ASSIGNED TASK ▸
Gather the lines below that include the string "other", copying each in full.

GIVEN DATA ▸
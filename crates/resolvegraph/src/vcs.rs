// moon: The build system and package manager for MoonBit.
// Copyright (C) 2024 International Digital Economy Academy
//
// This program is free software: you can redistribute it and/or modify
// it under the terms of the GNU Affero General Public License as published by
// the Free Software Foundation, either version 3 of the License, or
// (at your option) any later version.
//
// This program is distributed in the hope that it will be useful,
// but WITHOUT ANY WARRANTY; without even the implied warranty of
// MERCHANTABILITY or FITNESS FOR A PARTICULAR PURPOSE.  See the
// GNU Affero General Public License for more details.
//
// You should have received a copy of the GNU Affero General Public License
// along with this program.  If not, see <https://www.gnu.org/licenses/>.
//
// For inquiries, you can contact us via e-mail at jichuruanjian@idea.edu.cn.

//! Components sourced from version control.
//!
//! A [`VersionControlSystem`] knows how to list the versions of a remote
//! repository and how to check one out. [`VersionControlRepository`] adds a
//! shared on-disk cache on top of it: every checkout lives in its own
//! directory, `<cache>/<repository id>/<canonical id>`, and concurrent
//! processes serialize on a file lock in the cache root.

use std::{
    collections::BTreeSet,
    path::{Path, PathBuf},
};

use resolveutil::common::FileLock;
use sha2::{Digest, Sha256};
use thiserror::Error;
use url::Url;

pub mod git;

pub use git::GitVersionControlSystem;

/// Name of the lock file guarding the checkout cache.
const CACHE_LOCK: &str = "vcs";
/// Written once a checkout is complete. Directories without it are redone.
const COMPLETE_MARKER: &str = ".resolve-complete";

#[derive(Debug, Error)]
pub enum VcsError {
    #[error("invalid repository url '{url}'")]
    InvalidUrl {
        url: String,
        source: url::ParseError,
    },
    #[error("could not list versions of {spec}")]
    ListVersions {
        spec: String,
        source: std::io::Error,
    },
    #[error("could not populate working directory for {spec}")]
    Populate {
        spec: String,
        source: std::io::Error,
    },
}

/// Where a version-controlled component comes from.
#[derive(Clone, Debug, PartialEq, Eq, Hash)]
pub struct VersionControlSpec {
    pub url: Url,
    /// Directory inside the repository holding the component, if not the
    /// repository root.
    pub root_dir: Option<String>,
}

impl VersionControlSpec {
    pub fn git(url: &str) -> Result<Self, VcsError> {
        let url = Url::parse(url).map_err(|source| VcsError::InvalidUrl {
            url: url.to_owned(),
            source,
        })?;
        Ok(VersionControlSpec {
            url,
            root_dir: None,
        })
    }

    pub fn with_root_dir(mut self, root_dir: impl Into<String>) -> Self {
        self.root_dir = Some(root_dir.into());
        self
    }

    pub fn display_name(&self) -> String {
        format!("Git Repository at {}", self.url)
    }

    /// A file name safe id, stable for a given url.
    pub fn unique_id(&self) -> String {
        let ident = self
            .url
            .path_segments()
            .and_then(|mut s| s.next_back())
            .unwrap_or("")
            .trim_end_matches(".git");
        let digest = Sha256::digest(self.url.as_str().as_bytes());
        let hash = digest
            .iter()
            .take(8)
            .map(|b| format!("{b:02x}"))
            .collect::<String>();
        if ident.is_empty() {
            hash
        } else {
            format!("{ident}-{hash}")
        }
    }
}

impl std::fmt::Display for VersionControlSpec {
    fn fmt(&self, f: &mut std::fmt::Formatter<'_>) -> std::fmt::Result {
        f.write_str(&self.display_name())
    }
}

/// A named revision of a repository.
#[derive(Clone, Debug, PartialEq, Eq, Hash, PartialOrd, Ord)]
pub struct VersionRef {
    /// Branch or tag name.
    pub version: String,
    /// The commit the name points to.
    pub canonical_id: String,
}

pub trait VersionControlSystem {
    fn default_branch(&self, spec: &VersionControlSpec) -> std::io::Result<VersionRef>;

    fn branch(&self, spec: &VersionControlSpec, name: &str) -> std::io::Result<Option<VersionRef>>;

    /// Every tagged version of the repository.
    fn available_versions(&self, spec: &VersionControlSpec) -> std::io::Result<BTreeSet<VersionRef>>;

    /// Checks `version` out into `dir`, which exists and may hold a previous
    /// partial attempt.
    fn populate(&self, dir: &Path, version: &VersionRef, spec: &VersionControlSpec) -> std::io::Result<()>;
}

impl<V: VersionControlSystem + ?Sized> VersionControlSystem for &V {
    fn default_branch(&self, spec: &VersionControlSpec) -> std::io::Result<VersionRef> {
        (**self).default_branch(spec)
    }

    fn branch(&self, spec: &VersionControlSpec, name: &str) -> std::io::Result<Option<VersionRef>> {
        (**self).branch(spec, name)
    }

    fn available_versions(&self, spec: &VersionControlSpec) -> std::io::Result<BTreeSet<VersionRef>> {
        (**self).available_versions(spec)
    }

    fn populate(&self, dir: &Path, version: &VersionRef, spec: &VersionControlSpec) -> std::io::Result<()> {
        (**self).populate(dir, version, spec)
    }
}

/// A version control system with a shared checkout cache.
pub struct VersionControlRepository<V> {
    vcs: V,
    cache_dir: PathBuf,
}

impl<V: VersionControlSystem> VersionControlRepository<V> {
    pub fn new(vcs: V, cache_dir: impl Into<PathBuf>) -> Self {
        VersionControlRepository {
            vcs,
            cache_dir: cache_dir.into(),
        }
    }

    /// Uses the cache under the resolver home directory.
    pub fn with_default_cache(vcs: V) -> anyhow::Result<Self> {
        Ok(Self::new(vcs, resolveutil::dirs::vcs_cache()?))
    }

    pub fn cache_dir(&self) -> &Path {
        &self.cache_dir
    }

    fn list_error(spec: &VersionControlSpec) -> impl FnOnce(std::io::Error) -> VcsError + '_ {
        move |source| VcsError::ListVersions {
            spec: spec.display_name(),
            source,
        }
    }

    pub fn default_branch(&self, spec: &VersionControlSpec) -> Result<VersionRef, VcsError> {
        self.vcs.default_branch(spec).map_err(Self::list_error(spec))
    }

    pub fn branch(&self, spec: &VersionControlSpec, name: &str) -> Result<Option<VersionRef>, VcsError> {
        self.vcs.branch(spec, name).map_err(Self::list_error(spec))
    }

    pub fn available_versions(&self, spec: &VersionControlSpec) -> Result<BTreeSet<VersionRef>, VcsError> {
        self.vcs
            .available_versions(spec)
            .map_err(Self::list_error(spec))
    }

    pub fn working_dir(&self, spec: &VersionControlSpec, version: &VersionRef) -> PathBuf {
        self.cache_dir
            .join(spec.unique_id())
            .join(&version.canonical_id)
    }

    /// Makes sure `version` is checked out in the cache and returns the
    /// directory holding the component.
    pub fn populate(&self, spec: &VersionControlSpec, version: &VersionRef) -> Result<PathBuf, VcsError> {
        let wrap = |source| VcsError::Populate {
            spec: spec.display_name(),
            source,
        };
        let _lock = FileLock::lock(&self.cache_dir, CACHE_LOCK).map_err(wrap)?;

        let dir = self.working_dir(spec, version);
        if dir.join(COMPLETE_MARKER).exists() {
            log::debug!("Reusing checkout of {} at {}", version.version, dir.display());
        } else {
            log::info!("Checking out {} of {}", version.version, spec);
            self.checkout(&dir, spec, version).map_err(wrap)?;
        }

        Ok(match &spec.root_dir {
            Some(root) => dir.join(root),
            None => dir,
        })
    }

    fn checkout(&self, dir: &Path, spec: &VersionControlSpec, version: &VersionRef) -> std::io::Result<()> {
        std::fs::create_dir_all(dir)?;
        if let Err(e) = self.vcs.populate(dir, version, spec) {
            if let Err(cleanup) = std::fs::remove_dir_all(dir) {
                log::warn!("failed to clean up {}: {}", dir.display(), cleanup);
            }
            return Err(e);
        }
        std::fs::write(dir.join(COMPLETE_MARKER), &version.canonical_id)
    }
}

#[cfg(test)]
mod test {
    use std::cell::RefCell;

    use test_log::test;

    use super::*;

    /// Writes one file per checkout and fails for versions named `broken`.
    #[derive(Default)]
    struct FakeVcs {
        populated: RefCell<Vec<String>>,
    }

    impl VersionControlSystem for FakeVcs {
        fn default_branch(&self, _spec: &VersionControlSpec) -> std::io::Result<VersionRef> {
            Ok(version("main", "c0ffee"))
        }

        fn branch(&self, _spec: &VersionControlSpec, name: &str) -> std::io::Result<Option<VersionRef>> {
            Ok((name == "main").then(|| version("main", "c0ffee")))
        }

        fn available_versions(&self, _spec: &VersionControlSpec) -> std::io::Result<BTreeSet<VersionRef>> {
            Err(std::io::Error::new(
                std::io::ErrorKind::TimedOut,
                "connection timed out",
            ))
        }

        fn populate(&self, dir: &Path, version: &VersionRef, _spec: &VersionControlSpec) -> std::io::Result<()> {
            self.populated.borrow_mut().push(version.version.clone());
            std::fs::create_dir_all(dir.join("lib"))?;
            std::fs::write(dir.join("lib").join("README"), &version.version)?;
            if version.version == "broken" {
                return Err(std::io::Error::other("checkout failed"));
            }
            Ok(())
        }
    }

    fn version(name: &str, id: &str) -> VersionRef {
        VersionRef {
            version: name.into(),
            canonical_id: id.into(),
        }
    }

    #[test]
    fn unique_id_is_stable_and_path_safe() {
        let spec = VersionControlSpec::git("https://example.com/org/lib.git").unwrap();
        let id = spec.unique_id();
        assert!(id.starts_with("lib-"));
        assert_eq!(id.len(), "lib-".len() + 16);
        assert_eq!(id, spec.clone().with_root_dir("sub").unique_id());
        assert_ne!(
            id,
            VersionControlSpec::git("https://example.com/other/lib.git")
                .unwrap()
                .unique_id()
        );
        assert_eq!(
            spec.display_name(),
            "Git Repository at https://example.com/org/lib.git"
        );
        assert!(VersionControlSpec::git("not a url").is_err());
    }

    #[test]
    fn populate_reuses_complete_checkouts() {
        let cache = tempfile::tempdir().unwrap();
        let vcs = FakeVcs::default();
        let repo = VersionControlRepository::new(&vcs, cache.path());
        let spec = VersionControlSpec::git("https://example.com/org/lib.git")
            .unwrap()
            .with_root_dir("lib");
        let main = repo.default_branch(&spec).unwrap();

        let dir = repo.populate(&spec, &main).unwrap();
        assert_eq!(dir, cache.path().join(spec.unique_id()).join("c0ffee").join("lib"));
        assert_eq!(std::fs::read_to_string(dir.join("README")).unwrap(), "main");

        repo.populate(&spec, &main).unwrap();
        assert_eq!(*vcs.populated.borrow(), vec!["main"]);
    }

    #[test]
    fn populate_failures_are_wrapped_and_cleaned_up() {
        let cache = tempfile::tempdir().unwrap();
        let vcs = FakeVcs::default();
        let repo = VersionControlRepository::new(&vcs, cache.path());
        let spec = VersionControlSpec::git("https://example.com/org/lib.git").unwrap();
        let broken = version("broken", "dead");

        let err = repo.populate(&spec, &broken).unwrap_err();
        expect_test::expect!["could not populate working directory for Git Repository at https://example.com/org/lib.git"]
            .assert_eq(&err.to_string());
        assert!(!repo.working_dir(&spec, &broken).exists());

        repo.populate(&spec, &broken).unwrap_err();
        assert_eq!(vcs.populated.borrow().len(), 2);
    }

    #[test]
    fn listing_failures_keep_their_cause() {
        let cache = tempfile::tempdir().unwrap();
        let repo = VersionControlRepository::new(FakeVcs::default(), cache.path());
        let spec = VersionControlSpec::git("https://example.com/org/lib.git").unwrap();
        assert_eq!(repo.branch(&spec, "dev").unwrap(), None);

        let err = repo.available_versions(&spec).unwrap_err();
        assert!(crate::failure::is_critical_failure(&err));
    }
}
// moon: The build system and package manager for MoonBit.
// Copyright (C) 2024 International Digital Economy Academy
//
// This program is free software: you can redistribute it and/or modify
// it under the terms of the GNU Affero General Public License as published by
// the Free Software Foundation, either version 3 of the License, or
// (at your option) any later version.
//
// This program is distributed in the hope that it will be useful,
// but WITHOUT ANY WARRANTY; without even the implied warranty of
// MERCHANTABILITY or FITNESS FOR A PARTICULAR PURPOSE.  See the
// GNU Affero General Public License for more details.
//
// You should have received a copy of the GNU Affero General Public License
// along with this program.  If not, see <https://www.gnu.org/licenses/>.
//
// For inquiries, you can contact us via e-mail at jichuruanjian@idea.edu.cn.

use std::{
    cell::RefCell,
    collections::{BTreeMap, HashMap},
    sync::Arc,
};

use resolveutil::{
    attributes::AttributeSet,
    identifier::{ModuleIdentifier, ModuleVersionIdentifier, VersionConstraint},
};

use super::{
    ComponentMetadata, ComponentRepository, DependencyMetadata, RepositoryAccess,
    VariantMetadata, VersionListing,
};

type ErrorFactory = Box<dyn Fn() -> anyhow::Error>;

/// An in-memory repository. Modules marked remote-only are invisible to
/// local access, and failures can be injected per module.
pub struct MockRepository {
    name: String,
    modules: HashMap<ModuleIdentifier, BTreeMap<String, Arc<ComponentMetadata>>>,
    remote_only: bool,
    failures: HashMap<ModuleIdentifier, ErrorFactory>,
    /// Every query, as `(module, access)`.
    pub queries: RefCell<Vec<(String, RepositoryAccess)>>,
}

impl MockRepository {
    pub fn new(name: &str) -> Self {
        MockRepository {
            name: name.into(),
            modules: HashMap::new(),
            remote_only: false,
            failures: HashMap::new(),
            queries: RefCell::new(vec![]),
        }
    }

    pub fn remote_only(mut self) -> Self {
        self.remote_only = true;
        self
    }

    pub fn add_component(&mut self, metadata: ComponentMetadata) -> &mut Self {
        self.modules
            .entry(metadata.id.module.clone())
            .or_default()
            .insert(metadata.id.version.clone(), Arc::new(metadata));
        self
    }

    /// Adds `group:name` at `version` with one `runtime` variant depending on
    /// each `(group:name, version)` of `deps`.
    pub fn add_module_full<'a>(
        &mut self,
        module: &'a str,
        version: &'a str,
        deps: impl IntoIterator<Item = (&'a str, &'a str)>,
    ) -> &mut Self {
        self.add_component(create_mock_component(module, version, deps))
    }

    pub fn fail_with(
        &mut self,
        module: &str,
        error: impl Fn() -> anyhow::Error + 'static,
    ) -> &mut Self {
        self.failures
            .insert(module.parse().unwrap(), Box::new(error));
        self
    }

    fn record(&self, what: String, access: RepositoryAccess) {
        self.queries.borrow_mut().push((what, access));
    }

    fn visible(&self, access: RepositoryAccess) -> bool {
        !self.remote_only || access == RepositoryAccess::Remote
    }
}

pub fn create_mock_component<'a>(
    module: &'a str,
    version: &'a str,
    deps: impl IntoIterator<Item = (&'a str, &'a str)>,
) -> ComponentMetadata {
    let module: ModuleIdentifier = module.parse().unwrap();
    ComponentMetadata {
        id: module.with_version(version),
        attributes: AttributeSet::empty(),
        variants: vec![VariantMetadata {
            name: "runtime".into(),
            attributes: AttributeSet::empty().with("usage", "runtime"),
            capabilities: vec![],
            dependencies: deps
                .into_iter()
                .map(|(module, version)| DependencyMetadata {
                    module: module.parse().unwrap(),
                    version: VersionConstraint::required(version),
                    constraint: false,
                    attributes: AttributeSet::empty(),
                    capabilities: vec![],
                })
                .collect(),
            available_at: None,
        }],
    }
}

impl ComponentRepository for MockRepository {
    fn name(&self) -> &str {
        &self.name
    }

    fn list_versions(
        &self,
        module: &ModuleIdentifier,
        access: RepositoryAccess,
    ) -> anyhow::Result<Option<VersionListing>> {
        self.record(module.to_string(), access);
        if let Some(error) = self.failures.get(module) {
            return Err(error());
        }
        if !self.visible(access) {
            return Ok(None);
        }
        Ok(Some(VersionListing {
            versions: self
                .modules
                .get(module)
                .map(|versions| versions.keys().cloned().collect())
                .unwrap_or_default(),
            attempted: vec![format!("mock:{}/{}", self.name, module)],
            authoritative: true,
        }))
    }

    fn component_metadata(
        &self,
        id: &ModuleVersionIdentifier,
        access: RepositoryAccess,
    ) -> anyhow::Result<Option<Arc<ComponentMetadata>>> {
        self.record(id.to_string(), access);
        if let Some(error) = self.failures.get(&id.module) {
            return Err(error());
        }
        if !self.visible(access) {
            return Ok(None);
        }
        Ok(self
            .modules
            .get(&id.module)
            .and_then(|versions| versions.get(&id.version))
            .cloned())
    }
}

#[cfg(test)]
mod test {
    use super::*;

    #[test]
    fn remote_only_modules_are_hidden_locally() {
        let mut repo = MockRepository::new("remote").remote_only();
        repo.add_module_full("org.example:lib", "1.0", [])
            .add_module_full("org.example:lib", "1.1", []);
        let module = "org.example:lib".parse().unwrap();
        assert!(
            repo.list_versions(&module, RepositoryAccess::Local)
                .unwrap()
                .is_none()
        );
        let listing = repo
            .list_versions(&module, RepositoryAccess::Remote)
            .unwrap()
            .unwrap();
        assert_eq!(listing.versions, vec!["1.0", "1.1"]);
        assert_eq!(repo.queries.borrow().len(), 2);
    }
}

TASK RESULT ▸
                return Err(std::io::Error::other("checkout failed"));
            VersionControlSpec::git("https://example.com/other/lib.git")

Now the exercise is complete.